Repeated-measures analysis of variance is concerned with study designs in which the same patient is observed repeatedly over time. Such data are also referred to as longitudinal data, or panel data. In analyzing these data, we must take into consideration the fact that the error components of repeated observations on the same patient are usually correlated. This is a critical difference between repeated-measures and fixed-effects designs. In a repeated-measures experiment, the fundamental unit of observation is the patient. We seek to make inferences about members of a target population who are treated in the same way as our study subjects. Using a fixed-effects method of analysis on repeated-measures data can lead to wildly exaggerated levels of statistical significance since we have many more observations than patients. For this reason, it is essential that studies with repeated-measures designs be always analyzed with methods that account for the repeated measurements on study subjects.

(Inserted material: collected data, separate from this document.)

//! Background event ingestion loop

use std::net::IpAddr;
use std::sync::atomic::{AtomicBool, AtomicU64, Ordering};
use std::sync::Arc;
use std::time::Duration;

use acs_core::{DeviceEvent, DeviceSession};
use chrono::{DateTime, Utc};
use dashmap::DashMap;
use parking_lot::{Mutex, RwLock};
use serde::Serialize;
use tokio::sync::broadcast;
use tokio::time::MissedTickBehavior;
use tokio_util::sync::CancellationToken;
use tracing::{debug, info, warn};

use super::buffer::{EventBuffer, EVENT_BUFFER_CAPACITY};
use super::normalize::normalize;
use crate::config::IngestConfig;
use crate::error::SdkError;
use crate::gateway::{EventBatch, PullRequest, SdkGateway};
use crate::session::SessionManager;

/// Where the loop currently is
#[derive(Debug, Clone, Copy, PartialEq, Eq, Serialize)]
#[serde(rename_all = "lowercase")]
pub enum LoopState {
    Idle,
    Polling,
    Stopped,
}

/// What one tick did
#[derive(Debug, Clone, Default, PartialEq, Eq, Serialize)]
pub struct TickReport {
    /// Devices included in the batch pull
    pub devices_polled: usize,
    /// Events appended to the buffer
    pub events_ingested: usize,
    /// Devices whose pull failed
    pub failures: usize,
    /// Devices disconnected by the staleness sweep
    pub evicted: usize,
}

/// Pull position of one device
#[derive(Debug, Clone)]
struct Cursor {
    endpoint: (IpAddr, u16),
    next_from: DateTime<Utc>,
    /// Highest record number buffered so far
    last_serial: u32,
}

/// Polls connected devices, buffers their events and retires silent ones
pub struct EventIngestor {
    sessions: Arc<SessionManager>,
    gateway: SdkGateway,
    config: IngestConfig,
    stale_threshold: Duration,
    buffer: Mutex<EventBuffer>,
    events_tx: broadcast::Sender<DeviceEvent>,
    cursors: DashMap<String, Cursor>,
    state: RwLock<LoopState>,
    ticks: AtomicU64,
    running: AtomicBool,
}

impl EventIngestor {
    pub fn new(
        sessions: Arc<SessionManager>,
        gateway: SdkGateway,
        config: IngestConfig,
        stale_threshold: Duration,
    ) -> Self {
        let (events_tx, _) = broadcast::channel(EVENT_BUFFER_CAPACITY);
        Self {
            sessions,
            gateway,
            config,
            stale_threshold,
            buffer: Mutex::new(EventBuffer::new()),
            events_tx,
            cursors: DashMap::new(),
            state: RwLock::new(LoopState::Idle),
            ticks: AtomicU64::new(0),
            running: AtomicBool::new(false),
        }
    }

    pub fn state(&self) -> LoopState {
        *self.state.read()
    }

    /// Completed ticks
    pub fn ticks(&self) -> u64 {
        self.ticks.load(Ordering::SeqCst)
    }

    /// Receiver for every event appended from now on
    pub fn subscribe(&self) -> broadcast::Receiver<DeviceEvent> {
        self.events_tx.subscribe()
    }

    /// See [`EventBuffer::read_recent`]
    pub fn read_recent(&self, take: i64) -> Vec<DeviceEvent> {
        self.buffer.lock().read_recent(take)
    }

    pub fn buffered(&self) -> usize {
        self.buffer.lock().len()
    }

    /// Tick every poll interval until `cancel` fires
    ///
    /// A tick that overruns the interval delays the next one. Calling `run`
    /// while the loop is already running returns immediately.
    pub async fn run(&self, cancel: CancellationToken) {
        if self.running.swap(true, Ordering::SeqCst) {
            warn!("Ingestion loop already running");
            return;
        }
        info!(interval_ms = self.config.poll_interval_ms, "Ingestion loop started");

        let mut interval = tokio::time::interval(self.config.poll_interval());
        interval.set_missed_tick_behavior(MissedTickBehavior::Delay);

        loop {
            tokio::select! {
                biased;
                () = cancel.cancelled() => break,
                _ = interval.tick() => {
                    self.tick(&cancel).await;
                }
            }
        }

        *self.state.write() = LoopState::Stopped;
        self.running.store(false, Ordering::SeqCst);
        info!(ticks = self.ticks(), "Ingestion loop stopped");
    }

    /// One polling pass over every connected device
    pub async fn tick(&self, cancel: &CancellationToken) -> TickReport {
        *self.state.write() = LoopState::Polling;

        let sessions = self.sessions.connected_devices();
        let mut report = TickReport {
            devices_polled: sessions.len(),
            ..Default::default()
        };

        if !sessions.is_empty() {
            self.poll(&sessions, cancel, &mut report).await;
        }

        report.evicted = self
            .sessions
            .mark_stale_offline(self.stale_threshold)
            .await
            .len();

        self.ticks.fetch_add(1, Ordering::SeqCst);
        {
            let mut state = self.state.write();
            if *state == LoopState::Polling {
                *state = LoopState::Idle;
            }
        }
        debug!(?report, "Ingestion tick finished");
        report
    }

    async fn poll(&self, sessions: &[DeviceSession], cancel: &CancellationToken, report: &mut TickReport) {
        let to = Utc::now();
        let requests: Vec<PullRequest> = sessions
            .iter()
            .map(|s| PullRequest {
                device_id: s.device_id.clone(),
                handle: s.handle,
                from: self.window_start(s, to),
            })
            .collect();
        let windows: Vec<(String, DateTime<Utc>)> = requests
            .iter()
            .map(|r| (r.device_id.clone(), r.from))
            .collect();

        let outcomes = match self.gateway.pull_events_batch(requests, to, cancel).await {
            Ok(outcomes) => outcomes,
            Err(e) => {
                warn!(error = %e, "Batch event pull failed");
                report.failures = sessions.len();
                return;
            }
        };

        for outcome in outcomes {
            match outcome.result {
                Ok(batch) => {
                    let Some(session) = sessions.iter().find(|s| s.device_id == outcome.device_id) else {
                        continue;
                    };
                    let from = windows
                        .iter()
                        .find(|(id, _)| *id == outcome.device_id)
                        .map_or(to, |(_, from)| *from);
                    report.events_ingested += self.ingest(session, batch, from, to).await;
                    // A successful pull is proof of life even without records
                    self.sessions.touch_heartbeat(&session.device_id, to).await;
                }
                Err(SdkError::Cancelled) => {
                    debug!(device_id = %outcome.device_id, "Event pull cancelled");
                }
                Err(e) => {
                    report.failures += 1;
                    warn!(device_id = %outcome.device_id, error = %e, "Event pull failed");
                }
            }
        }
    }

    /// Buffer new records of one device and advance its cursor
    ///
    /// A complete pull moves the window to `pulled_at`. A truncated one resumes
    /// from the last record read, so records the stream withheld are pulled
    /// again next tick.
    async fn ingest(
        &self,
        session: &DeviceSession,
        batch: EventBatch,
        from: DateTime<Utc>,
        pulled_at: DateTime<Utc>,
    ) -> usize {
        let endpoint = (session.ip, session.port);
        let mut last_serial = self
            .cursors
            .get(&session.device_id)
            .filter(|c| c.endpoint == endpoint)
            .map_or(0, |c| c.last_serial);

        let next_from = if batch.truncated {
            batch
                .records
                .last()
                .and_then(|r| r.occurred_at)
                .map_or(from, |at| at.max(from))
        } else {
            pulled_at
        };
        if batch.truncated {
            debug!(device_id = %session.device_id, resume_from = %next_from, "Pull truncated");
        }

        let mut fresh = Vec::new();
        for raw in batch.records {
            // Serial 0 means the device does not number its records
            if raw.serial_no != 0 {
                if raw.serial_no <= last_serial {
                    continue;
                }
                last_serial = raw.serial_no;
            }
            fresh.push(normalize(&session.device_id, &raw, pulled_at));
        }

        self.cursors.insert(
            session.device_id.clone(),
            Cursor {
                endpoint,
                next_from,
                last_serial,
            },
        );

        {
            let mut buffer = self.buffer.lock();
            for event in &fresh {
                buffer.push(event.clone());
            }
        }

        for event in &fresh {
            self.sessions
                .touch_heartbeat(&event.device_id, event.occurred_at)
                .await;
            // No subscribers is fine
            let _ = self.events_tx.send(event.clone());
        }
        fresh.len()
    }

    fn window_start(&self, session: &DeviceSession, now: DateTime<Utc>) -> DateTime<Utc> {
        self.cursors
            .get(&session.device_id)
            .filter(|c| c.endpoint == (session.ip, session.port))
            .map(|c| c.next_from)
            .unwrap_or_else(|| {
                let lookback = chrono::Duration::from_std(self.config.initial_lookback())
                    .unwrap_or_else(|_| chrono::Duration::seconds(30));
                now - lookback
            })
    }
}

Example: effect of race and dose of isoproterenol on blood flow

Lang et al. (1995) studied the effect of isoproterenol, a β-adrenergic agonist, on forearm blood flow in a group of 22 normotensive men. Nine of the study subjects were black and 13 were white. Each subject's blood flow was measured at baseline and then at escalating doses of isoproterenol. Figure 11.1 shows the mean blood flow at each dose subdivided by race. The standard deviations of these flows are also shown.

At first glance, the data in Figure 11.1 look very much like that from a fixed-effects two-way analysis of variance in that each blood flow measurement is simultaneously affected by the patient's race and isoproterenol dose. The fixed-effects model, however, provides a poor fit because each patient is observed at each dose.